登录查看更多内容

10 differences between a Kaggle competition and real life project

Sergii Makarevych

Data scientist / Machine learning engineer

发布日期: 2020年1月8日

There are some very important differences between a Kaggle competition and real life project which beginner Data Scientists should know about. Kaggle creates a fantastic competition spirit. It’s leaderboard drives people to deliver better and better solutions pushing accuracy to the limit. Kaggle's Notebooks and Discussions make it easy to share knowledge and learn. However real life projects are somewhat different. I hope this article will be helpful for people who consider moving into Data Science starting with Kaggle competitions. I remember I was a little bit overwhelmed when on my first real life project all the models, that typically worked well on Kaggle, miserably failed. I wish I was prepared for this.

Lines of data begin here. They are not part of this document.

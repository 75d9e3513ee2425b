use crate::actions::Action;
use crate::environment::types::Errors;

pub fn reduce(state: Errors, action: &Action) -> Errors {
    match action {
        Action::StoreErrors { errors } => errors.clone(),
        Action::ClearErrors => Errors::default(),
        Action::DismissGlobalAlert { index } => {
            let mut state = state;
            if *index < state.global_errors.len() {
                state.global_errors.remove(*index);
            }
            state
        }
        _ => state,
    }
}

#[cfg(test)]
mod tests {
    use super::*;
    use crate::actions::{clear_errors_action, dismiss_global_alert_action, store_errors_action};
    use crate::environment::types::GlobalError;

    fn errors() -> Errors {
        Errors {
            field_errors: vec![],
            global_errors: vec![
                GlobalError {
                    message: "first".to_string(),
                },
                GlobalError {
                    message: "second".to_string(),
                },
            ],
        }
    }

    #[test]
    fn test_dismiss_global_alert() {
        let state = reduce(Errors::default(), &store_errors_action(errors()));
        let state = reduce(state, &dismiss_global_alert_action(0));
        assert_eq!(state.global_errors.len(), 1);
        assert_eq!(state.global_errors[0].message, "second");
        let state = reduce(state, &dismiss_global_alert_action(5));
        assert_eq!(state.global_errors.len(), 1);
    }

    #[test]
    fn test_clear_errors() {
        let state = reduce(errors(), &clear_errors_action());
        assert!(state.is_empty());
    }
}
use super::reducer::{Props, State};
use crate::environment::types::{Link, Todo};

/// What the tabs of the list show and allow
#[derive(Debug, Clone, Eq, PartialEq)]
pub struct TabView {
    pub key: String,
    pub title: String,
    pub disabled: bool,
    pub active: bool,
}

#[derive(Debug, Clone, Eq, PartialEq)]
pub struct Confirmation {
    pub title: String,
    pub body: String,
}

/// Capitalises the first letter only
pub fn title_case(name: &str) -> String {
    let mut chars = name.chars();
    match chars.next() {
        Some(first) => first.to_uppercase().chain(chars).collect(),
        None => String::new(),
    }
}

/// `MM:SS` of a millisecond duration
pub fn format_duration(millis: u64) -> String {
    let seconds = millis / 1000;
    format!("{:02}:{:02}", seconds / 60, seconds % 60)
}

pub fn now_tab(state: &State, props: &Props) -> TabView {
    let list = &props.list_and_link.list;
    TabView {
        key: list.name.clone(),
        title: title_case(&list.name),
        disabled: false,
        active: state.active_tab == list.name,
    }
}

pub fn deferred_tab(state: &State, props: &Props) -> TabView {
    let list = &props.list_and_link.list;
    let title = if state.is_locked() {
        format!(
            "{} {}",
            title_case(&list.deferred_name),
            format_duration(state.unlock_duration)
        )
    } else {
        title_case(&list.deferred_name)
    };
    TabView {
        key: list.deferred_name.clone(),
        title,
        disabled: list.links.unlock.is_none() && !state.is_locked(),
        active: state.active_tab == list.deferred_name,
    }
}

pub fn unlock_confirmation(state: &State, props: &Props) -> Option<Confirmation> {
    if !state.show_unlock_confirmation {
        return None;
    }
    let name = &props.list_and_link.list.deferred_name;
    Some(Confirmation {
        title: format!("Unlock {name} list?"),
        body: format!("The {name} list can only be unlocked once a day."),
    })
}

/// The todos of the active tab
pub fn visible_todos<'a>(state: &State, props: &'a Props) -> &'a [Todo] {
    let list = &props.list_and_link.list;
    if state.active_tab == list.name {
        &list.todos
    } else {
        &list.deferred_todos
    }
}

pub fn displace_link<'a>(state: &State, props: &'a Props) -> Option<&'a Link> {
    if !state.submitting {
        return None;
    }
    props.list_and_link.list.links.displace.as_ref()
}

pub fn pull_link(props: &Props) -> Option<&Link> {
    props.list_and_link.list.links.pull.as_ref()
}

pub fn escalate_link(props: &Props) -> Option<&Link> {
    props.list_and_link.list.links.escalate.as_ref()
}

#[cfg(test)]
mod tests {
    use super::*;
    use crate::environment::types::{List, ListAndLink};

    fn props(unlock_duration: u64) -> Props {
        Props {
            list_and_link: ListAndLink {
                list: List {
                    name: "name".to_string(),
                    deferred_name: "deferredname".to_string(),
                    unlock_duration,
                    ..Default::default()
                },
                list_link: Link::new("http://some.api/list"),
            },
            selected_list: "now".to_string(),
        }
    }

    #[test]
    fn test_format_duration() {
        assert_eq!(format_duration(1700000), "28:20");
        assert_eq!(format_duration(999), "00:00");
        assert_eq!(format_duration(61000), "01:01");
    }

    #[test]
    fn test_deferred_tab_title() {
        let props = props(1700000);
        let state = State::new(&props);
        let tab = deferred_tab(&state, &props);
        assert_eq!(tab.title, "Deferredname 28:20");
        assert!(!tab.disabled);

        let props = self::props(0);
        let state = State::new(&props);
        let tab = deferred_tab(&state, &props);
        assert_eq!(tab.title, "Deferredname");
        assert!(tab.disabled);
    }

    #[test]
    fn test_unlock_link_enables_deferred_tab() {
        let mut props = props(0);
        props.list_and_link.list.links.unlock = Some(Link::new("http://some.api/unlock"));
        let state = State::new(&props);
        assert!(!deferred_tab(&state, &props).disabled);
    }

    #[test]
    fn test_unlock_confirmation_copy() {
        let props = props(0);
        let mut state = State::new(&props);
        assert_eq!(unlock_confirmation(&state, &props), None);
        state.show_unlock_confirmation = true;
        let confirmation = unlock_confirmation(&state, &props).unwrap();
        assert_eq!(confirmation.title, "Unlock deferredname list?");
        assert_eq!(
            confirmation.body,
            "The deferredname list can only be unlocked once a day."
        );
    }

    #[test]
    fn test_displace_needs_link_and_submitting() {
        let mut props = props(0);
        let mut state = State::new(&props);
        assert!(displace_link(&state, &props).is_none());
        props.list_and_link.list.links.displace = Some(Link::new("displaceHref"));
        assert!(displace_link(&state, &props).is_none());
        state.submitting = true;
        assert_eq!(displace_link(&state, &props), Some(&Link::new("displaceHref")));
    }

    #[test]
    fn test_pull_and_escalate_need_links() {
        let mut props = props(0);
        assert!(pull_link(&props).is_none());
        assert!(escalate_link(&props).is_none());
        props.list_and_link.list.links.pull = Some(Link::new("pullHref"));
        props.list_and_link.list.links.escalate = Some(Link::new("escalateHref"));
        assert_eq!(pull_link(&props), Some(&Link::new("pullHref")));
        assert_eq!(escalate_link(&props), Some(&Link::new("escalateHref")));
    }

    #[test]
    fn test_now_tab() {
        let props = props(0);
        let state = State::new(&props);
        let tab = now_tab(&state, &props);
        assert_eq!(tab.title, "Name");
        assert!(tab.active);
    }
}
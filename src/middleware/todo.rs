use serde::de::DeserializeOwned;

use crate::actions::{
    clear_errors_action, store_completed_list_action, store_errors_action, store_links_action,
    store_list_action, Action,
};
use crate::effect::{Dispatcher, Effect};
use crate::environment::model::{ApiError, Model, Response};
use crate::environment::types::{CompletedListResponse, Link, ListResponse, TodoForm};
use crate::environment::Environment;
use crate::store::State;

/// How a command reaches the server
#[derive(Debug, Clone)]
enum Call {
    Get,
    Post(Option<TodoForm>),
    Put(TodoForm),
    Delete,
}

impl Call {
    async fn send<T: DeserializeOwned>(
        &self,
        model: &Model,
        link: &Link,
    ) -> Result<Response<T>, ApiError> {
        match self {
            Call::Get => model.get(link).await,
            Call::Post(todo) => model.post(link, todo.as_ref()).await,
            Call::Put(todo) => model.put(link, todo).await,
            Call::Delete => model.delete(link).await,
        }
    }
}

/// Every list mutation is "follow the link, then store the list the
/// server answers with". An empty link is never followed.
pub fn middleware(
    action: &Action,
    _state: &State,
    environment: &Environment,
    dispatcher: &Dispatcher,
) -> Effect {
    let Some(link) = action.link() else {
        return Effect::NONE;
    };
    let call = match action {
        Action::CreateTodoRequest { todo, .. } | Action::DisplaceTodoRequest { todo, .. } => {
            Call::Post(Some(todo.clone()))
        }
        Action::UpdateTodoRequest { todo, .. } => Call::Put(todo.clone()),
        Action::DeleteTodoRequest { .. } => Call::Delete,
        Action::MoveTodoRequest { .. }
        | Action::CompleteTodoRequest { .. }
        | Action::PullTodosRequest { .. }
        | Action::EscalateTodosRequest { .. }
        | Action::UnlockListRequest { .. } => Call::Post(None),
        Action::GetListRequest { .. } | Action::GetCompletedListRequest { .. } => Call::Get,
        _ => return Effect::NONE,
    };
    let clears_errors = matches!(call, Call::Post(Some(_)) | Call::Put(_));
    let command = if link.is_empty() {
        log::debug!("no link for {}, nothing to do", action.action_type());
        Effect::NONE
    } else if let Action::GetCompletedListRequest { .. } = action {
        completed_list_request(link.clone(), environment, dispatcher)
    } else {
        list_command(link.clone(), call, environment, dispatcher)
    };
    if clears_errors {
        Effect::merge2(Effect::action(clear_errors_action()), command)
    } else {
        command
    }
}

fn list_command(
    link: Link,
    call: Call,
    environment: &Environment,
    dispatcher: &Dispatcher,
) -> Effect {
    let model = environment.model.clone();
    let dispatcher = dispatcher.clone();
    Effect::task(async move {
        match call.send::<ListResponse>(&model, &link).await {
            Ok(Response::Success(response)) => {
                dispatcher.put(store_list_action(response.list, response.links.list))
            }
            Ok(Response::Invalid(errors)) => dispatcher.put(store_errors_action(errors)),
            Err(e) => log::error!("{call:?} {} dropped: {e}", link.href),
        }
    })
}

fn completed_list_request(link: Link, environment: &Environment, dispatcher: &Dispatcher) -> Effect {
    let model = environment.model.clone();
    let dispatcher = dispatcher.clone();
    Effect::task(async move {
        match model.get::<CompletedListResponse>(&link).await {
            Ok(Response::Success(response)) => {
                dispatcher.put(store_completed_list_action(response.todos));
                dispatcher.put(store_links_action(response.links));
            }
            Ok(Response::Invalid(errors)) => dispatcher.put(store_errors_action(errors)),
            Err(e) => log::error!("GET {} dropped: {e}", link.href),
        }
    })
}
use reqwest::header::{HeaderMap, HeaderValue, CONTENT_TYPE};
use reqwest::{Method, StatusCode};
use serde::de::DeserializeOwned;
use serde::Serialize;
use std::sync::Arc;
use url::Url;

use super::repository::{Persistence, SESSION_TOKEN_KEY};
use super::types::{Errors, Link};

/// Well known path for creating an account
pub const SIGNUP_PATH: &str = "/v1/signup";
/// Well known path for creating a session
pub const LOGIN_PATH: &str = "/v1/login";

// Header names are case insensitive, `HeaderName` wants them lowercase
const SESSION_TOKEN_HEADER: &str = "session-token";

#[derive(Debug, thiserror::Error)]
pub enum ApiError {
    #[error("API Error: {0}")]
    Transport(#[from] reqwest::Error),
    #[error("API Error: unexpected body for status {status}: {source}")]
    Decode {
        status: u16,
        source: serde_json::Error,
    },
    #[error("API Error: status {0}")]
    Status(u16),
    #[error("API Error: invalid href: {0}")]
    Url(#[from] url::ParseError),
}

/// The outcome of a call that reached the server and returned a
/// well formed body
#[derive(Debug, Clone, Eq, PartialEq)]
pub enum Response<T> {
    Success(T),
    /// A 400 with a validation error body
    Invalid(Errors),
}

/// Talks to the hypermedia api. Every call follows a `Link`; relative
/// hrefs are resolved against the base url.
#[derive(Clone)]
pub struct Model {
    pub url: Url,
    client: reqwest::Client,
    repository: Arc<dyn Persistence>,
}

impl std::fmt::Debug for Model {
    fn fmt(&self, f: &mut std::fmt::Formatter<'_>) -> std::fmt::Result {
        f.debug_struct("Model").field("url", &self.url.as_str()).finish()
    }
}

impl Model {
    pub fn new(url: Url, repository: Arc<dyn Persistence>) -> Self {
        Self {
            url,
            client: reqwest::Client::new(),
            repository,
        }
    }

    pub fn resolve(&self, link: &Link) -> Result<Url, ApiError> {
        match Url::parse(&link.href) {
            Ok(url) => Ok(url),
            Err(url::ParseError::RelativeUrlWithoutBase) => Ok(self.url.join(&link.href)?),
            Err(e) => Err(e.into()),
        }
    }

    pub async fn get<T: DeserializeOwned>(&self, link: &Link) -> Result<Response<T>, ApiError> {
        log::trace!("GET {}", link.href);
        self.send::<(), T>(Method::GET, link, None).await
    }

    pub async fn post<B: Serialize, T: DeserializeOwned>(
        &self,
        link: &Link,
        body: Option<&B>,
    ) -> Result<Response<T>, ApiError> {
        log::trace!("POST {}", link.href);
        self.send(Method::POST, link, body).await
    }

    pub async fn put<B: Serialize, T: DeserializeOwned>(
        &self,
        link: &Link,
        body: &B,
    ) -> Result<Response<T>, ApiError> {
        log::trace!("PUT {}", link.href);
        self.send(Method::PUT, link, Some(body)).await
    }

    pub async fn delete<T: DeserializeOwned>(&self, link: &Link) -> Result<Response<T>, ApiError> {
        log::trace!("DELETE {}", link.href);
        self.send::<(), T>(Method::DELETE, link, None).await
    }

    fn headers(&self) -> HeaderMap {
        let mut headers = HeaderMap::new();
        headers.insert(CONTENT_TYPE, HeaderValue::from_static("application/json"));
        let token = self
            .repository
            .get(SESSION_TOKEN_KEY)
            .and_then(|token| HeaderValue::from_str(&token).ok());
        if let Some(token) = token {
            headers.insert(SESSION_TOKEN_HEADER, token);
        }
        headers
    }

    async fn send<B: Serialize, T: DeserializeOwned>(
        &self,
        method: Method,
        link: &Link,
        body: Option<&B>,
    ) -> Result<Response<T>, ApiError> {
        let url = self.resolve(link)?;
        let mut request = self.client.request(method, url).headers(self.headers());
        if let Some(body) = body {
            request = request.json(body);
        }
        let response = request.send().await?;
        let status = response.status();
        let bytes = response.bytes().await?;
        decode(status, &bytes)
    }
}

fn decode<T: DeserializeOwned>(status: StatusCode, bytes: &[u8]) -> Result<Response<T>, ApiError> {
    if status.is_success() {
        return serde_json::from_slice(bytes)
            .map(Response::Success)
            .map_err(|source| ApiError::Decode {
                status: status.as_u16(),
                source,
            });
    }
    if status == StatusCode::BAD_REQUEST {
        if let Ok(errors) = serde_json::from_slice::<Errors>(bytes) {
            return Ok(Response::Invalid(errors));
        }
    }
    Err(ApiError::Status(status.as_u16()))
}
use crate::actions::Action;
use crate::environment::types::{CompletedList, CompletedTodo};

/// Completion timestamps are parsed here and nowhere else
pub fn reduce(state: CompletedList, action: &Action) -> CompletedList {
    match action {
        Action::StoreCompletedList { todos } => CompletedList {
            todos: todos.iter().map(CompletedTodo::from).collect(),
        },
        Action::LogoutRequest => CompletedList::default(),
        _ => state,
    }
}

1. Data makes the difference, not a number of models. In a Kaggle competition you are typically limited to the dataset provided by organisers. In real life there are no limitations like this. You can mine (i.e. collect, prepare) as much new data as you can imagine. Typically it’s data that makes the difference. Also there might be a case when you do not have any dataset at all and you have to define what data you would like to collect. You are starting from scratch which is a topic for another day.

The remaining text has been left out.